* Dataset excerpts *
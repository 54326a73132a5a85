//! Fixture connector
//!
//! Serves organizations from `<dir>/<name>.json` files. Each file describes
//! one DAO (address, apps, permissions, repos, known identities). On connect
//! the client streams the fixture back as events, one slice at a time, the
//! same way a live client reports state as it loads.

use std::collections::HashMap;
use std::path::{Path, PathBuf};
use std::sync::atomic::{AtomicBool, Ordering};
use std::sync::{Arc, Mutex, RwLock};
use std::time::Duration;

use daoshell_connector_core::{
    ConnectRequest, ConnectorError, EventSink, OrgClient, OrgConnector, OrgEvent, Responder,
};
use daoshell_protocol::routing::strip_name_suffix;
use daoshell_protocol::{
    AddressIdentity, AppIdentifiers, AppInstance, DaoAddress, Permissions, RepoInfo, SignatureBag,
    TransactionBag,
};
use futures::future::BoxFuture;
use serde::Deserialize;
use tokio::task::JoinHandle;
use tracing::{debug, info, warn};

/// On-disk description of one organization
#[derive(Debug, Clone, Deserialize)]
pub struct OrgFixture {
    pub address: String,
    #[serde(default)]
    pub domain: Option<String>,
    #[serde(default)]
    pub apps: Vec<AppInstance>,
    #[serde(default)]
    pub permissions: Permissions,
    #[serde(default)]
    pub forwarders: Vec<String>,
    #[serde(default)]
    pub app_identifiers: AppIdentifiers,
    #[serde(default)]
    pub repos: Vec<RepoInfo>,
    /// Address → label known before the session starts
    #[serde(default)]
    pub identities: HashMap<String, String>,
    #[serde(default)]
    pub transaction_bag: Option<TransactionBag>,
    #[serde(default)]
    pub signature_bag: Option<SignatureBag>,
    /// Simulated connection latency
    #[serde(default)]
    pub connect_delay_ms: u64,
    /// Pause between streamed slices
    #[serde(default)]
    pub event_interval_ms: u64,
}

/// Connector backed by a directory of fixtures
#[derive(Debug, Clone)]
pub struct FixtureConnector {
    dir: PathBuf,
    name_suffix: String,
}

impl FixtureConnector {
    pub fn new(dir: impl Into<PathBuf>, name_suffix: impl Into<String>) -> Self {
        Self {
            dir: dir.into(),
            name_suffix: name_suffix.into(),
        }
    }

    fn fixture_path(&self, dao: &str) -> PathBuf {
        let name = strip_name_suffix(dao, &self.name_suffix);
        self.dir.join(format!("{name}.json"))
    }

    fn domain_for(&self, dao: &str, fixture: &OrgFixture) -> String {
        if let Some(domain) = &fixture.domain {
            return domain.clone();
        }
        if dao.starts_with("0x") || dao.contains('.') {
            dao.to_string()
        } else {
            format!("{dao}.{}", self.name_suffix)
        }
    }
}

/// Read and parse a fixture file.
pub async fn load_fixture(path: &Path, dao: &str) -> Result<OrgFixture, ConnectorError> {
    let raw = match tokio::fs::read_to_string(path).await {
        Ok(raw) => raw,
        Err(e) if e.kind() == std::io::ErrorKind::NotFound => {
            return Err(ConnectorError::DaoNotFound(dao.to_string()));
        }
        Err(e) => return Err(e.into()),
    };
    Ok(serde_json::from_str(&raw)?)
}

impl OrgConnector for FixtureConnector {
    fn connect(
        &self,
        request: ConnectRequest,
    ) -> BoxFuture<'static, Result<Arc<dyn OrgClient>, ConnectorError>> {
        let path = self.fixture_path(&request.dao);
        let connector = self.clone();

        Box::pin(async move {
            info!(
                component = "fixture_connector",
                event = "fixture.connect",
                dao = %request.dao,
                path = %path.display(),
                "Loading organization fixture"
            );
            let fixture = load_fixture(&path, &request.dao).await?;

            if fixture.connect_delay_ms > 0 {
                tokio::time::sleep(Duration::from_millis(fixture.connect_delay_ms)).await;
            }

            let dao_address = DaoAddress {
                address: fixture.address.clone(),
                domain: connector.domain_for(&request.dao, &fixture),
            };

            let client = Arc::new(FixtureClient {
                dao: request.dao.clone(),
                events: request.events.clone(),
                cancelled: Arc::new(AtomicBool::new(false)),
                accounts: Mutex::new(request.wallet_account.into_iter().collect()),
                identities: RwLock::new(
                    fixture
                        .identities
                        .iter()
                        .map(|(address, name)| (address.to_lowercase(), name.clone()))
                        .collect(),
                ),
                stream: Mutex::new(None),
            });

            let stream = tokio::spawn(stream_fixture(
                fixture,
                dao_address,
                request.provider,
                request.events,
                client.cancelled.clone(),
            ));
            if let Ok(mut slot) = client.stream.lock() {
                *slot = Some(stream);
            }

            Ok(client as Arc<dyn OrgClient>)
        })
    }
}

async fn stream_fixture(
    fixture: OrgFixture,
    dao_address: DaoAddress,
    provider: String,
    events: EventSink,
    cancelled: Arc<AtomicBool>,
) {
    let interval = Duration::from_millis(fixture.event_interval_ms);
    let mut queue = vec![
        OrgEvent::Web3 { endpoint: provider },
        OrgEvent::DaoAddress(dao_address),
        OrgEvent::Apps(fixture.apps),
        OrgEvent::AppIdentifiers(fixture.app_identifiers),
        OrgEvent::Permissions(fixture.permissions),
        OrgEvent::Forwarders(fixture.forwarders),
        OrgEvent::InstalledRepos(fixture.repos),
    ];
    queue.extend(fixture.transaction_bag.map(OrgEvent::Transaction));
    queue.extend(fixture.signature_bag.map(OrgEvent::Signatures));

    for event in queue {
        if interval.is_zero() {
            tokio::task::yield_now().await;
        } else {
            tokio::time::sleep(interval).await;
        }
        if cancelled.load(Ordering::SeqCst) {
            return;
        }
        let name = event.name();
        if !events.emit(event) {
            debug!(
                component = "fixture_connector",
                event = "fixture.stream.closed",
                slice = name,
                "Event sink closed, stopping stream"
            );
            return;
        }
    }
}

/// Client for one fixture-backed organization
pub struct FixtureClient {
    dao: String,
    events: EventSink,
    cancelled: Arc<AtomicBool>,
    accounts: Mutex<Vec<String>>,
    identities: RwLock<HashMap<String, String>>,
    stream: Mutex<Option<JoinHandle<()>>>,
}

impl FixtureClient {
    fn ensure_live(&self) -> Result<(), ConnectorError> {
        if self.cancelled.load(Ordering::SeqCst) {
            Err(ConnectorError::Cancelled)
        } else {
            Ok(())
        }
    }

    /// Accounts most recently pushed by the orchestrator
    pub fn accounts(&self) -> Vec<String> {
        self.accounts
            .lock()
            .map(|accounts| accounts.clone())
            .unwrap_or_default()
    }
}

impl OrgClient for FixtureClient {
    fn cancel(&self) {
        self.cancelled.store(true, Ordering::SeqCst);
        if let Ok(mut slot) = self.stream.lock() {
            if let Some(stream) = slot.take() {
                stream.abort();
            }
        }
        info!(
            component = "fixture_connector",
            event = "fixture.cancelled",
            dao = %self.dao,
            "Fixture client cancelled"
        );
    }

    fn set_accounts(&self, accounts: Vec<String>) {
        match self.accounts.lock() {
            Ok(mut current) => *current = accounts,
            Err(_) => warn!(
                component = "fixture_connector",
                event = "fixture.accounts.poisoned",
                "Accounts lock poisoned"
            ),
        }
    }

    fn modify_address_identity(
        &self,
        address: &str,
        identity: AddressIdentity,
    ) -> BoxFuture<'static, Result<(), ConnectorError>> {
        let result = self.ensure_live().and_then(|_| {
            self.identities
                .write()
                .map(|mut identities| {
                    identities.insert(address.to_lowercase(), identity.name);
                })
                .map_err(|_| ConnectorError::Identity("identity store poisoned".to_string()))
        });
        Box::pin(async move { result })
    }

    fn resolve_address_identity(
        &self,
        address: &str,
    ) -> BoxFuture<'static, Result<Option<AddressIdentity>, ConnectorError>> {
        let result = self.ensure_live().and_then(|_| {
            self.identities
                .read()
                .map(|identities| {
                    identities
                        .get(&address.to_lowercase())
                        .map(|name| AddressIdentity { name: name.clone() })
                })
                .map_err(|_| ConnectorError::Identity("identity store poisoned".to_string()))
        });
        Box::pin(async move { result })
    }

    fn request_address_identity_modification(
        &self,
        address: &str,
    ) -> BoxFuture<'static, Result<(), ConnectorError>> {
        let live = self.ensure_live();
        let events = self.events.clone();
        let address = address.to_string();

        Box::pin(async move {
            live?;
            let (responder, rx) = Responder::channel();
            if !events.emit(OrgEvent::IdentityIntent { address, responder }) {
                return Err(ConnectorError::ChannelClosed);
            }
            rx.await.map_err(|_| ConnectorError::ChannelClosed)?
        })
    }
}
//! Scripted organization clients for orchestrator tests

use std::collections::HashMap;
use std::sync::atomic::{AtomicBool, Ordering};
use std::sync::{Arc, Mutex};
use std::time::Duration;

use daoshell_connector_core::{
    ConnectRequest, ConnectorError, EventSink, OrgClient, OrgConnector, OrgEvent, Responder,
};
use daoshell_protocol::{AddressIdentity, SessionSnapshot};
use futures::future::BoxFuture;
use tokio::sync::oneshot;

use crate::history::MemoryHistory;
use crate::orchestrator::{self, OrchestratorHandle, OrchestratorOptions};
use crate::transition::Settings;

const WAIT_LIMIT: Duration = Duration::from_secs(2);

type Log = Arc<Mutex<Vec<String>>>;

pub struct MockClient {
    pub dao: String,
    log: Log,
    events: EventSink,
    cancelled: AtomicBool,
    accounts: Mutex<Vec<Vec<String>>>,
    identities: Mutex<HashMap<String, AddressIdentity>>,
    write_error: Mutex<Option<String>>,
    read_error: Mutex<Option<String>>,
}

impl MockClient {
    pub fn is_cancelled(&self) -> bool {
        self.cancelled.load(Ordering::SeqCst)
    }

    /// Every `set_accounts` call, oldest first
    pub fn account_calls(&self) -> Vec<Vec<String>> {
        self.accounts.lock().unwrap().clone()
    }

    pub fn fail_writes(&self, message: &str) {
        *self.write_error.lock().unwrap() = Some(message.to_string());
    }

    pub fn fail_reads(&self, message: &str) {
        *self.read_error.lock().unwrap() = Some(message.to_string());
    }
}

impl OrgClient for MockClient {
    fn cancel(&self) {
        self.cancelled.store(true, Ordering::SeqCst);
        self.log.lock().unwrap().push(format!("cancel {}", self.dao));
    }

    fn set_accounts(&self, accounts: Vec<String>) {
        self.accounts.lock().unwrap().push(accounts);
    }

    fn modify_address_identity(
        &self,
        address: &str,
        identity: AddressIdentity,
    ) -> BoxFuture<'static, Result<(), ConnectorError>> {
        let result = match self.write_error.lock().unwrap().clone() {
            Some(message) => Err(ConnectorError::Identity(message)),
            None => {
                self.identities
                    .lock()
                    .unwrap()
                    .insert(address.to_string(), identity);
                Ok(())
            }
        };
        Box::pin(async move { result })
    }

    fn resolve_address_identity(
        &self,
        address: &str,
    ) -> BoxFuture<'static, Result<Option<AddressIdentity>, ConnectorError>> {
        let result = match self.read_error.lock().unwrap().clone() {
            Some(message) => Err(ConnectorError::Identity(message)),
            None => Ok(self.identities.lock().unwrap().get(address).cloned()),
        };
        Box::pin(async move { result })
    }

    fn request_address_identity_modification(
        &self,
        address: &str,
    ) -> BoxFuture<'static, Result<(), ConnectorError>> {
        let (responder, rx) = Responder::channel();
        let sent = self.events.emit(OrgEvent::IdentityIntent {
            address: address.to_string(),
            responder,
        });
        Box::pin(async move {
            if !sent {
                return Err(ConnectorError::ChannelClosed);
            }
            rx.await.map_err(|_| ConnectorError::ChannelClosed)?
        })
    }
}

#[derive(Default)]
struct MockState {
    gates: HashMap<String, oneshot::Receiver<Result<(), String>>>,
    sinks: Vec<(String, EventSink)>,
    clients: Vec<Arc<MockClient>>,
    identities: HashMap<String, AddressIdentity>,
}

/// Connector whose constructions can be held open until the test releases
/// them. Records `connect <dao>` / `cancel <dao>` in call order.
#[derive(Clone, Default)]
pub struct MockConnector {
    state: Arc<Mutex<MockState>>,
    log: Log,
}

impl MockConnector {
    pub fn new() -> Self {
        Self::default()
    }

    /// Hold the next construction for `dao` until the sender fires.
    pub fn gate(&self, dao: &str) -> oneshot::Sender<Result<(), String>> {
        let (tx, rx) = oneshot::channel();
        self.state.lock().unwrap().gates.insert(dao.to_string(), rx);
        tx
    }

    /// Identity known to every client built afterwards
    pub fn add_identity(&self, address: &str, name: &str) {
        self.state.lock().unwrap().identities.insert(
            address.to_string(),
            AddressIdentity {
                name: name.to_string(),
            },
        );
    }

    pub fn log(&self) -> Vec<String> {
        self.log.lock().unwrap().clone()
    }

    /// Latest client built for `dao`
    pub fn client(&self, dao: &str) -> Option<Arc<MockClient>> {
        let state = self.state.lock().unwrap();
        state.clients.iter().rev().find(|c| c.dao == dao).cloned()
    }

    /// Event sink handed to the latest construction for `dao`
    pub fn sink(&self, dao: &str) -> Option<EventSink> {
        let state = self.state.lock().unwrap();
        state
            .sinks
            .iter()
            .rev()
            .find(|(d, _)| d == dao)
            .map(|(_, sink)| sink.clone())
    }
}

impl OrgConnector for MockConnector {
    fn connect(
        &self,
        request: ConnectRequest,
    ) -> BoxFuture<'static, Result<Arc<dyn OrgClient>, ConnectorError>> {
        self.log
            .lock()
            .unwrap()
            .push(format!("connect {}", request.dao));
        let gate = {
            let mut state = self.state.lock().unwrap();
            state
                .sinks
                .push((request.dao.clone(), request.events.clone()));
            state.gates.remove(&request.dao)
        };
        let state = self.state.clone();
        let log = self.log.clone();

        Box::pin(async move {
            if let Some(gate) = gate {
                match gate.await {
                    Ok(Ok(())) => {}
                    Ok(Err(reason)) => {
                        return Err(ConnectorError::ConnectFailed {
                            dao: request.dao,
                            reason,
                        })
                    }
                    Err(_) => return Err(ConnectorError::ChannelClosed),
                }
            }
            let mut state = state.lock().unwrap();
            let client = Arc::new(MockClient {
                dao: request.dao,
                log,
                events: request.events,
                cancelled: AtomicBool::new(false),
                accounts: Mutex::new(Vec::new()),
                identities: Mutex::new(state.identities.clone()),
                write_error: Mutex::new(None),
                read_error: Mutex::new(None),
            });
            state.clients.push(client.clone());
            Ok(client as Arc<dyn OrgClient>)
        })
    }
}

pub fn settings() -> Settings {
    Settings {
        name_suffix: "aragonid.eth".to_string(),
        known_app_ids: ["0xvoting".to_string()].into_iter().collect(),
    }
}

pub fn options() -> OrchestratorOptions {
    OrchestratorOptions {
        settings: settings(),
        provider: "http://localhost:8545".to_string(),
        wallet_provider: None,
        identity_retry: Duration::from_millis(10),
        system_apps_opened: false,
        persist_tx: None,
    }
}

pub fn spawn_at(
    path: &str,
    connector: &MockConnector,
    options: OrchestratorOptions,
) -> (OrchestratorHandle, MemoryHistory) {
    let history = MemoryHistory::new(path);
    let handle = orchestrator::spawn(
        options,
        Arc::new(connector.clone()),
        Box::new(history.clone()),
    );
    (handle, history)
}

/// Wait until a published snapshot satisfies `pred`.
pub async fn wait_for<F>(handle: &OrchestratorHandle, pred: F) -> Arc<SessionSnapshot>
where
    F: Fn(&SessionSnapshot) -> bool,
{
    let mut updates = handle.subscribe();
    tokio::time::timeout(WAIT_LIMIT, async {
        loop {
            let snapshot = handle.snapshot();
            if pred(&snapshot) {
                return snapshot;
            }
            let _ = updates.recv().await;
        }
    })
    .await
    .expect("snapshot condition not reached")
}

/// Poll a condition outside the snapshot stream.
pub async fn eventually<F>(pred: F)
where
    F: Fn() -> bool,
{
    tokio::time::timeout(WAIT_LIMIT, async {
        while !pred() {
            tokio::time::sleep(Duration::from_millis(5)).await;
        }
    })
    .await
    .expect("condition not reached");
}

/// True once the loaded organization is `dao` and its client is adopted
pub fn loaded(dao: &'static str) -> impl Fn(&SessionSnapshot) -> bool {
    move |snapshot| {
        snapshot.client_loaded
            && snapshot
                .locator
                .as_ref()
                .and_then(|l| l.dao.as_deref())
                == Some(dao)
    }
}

* Task item *
Start at the first line of the data above. Stop after the line containing "a time, the", reproducing each line exactly and adding nothing.

* Task solution *
repository 54326a73132a5a85
//! Fixture connector
//!
//! Serves organizations from `<dir>/<name>.json` files. Each file describes
//! one DAO (address, apps, permissions, repos, known identities). On connect
//! the client streams the fixture back as events, one slice at a time, the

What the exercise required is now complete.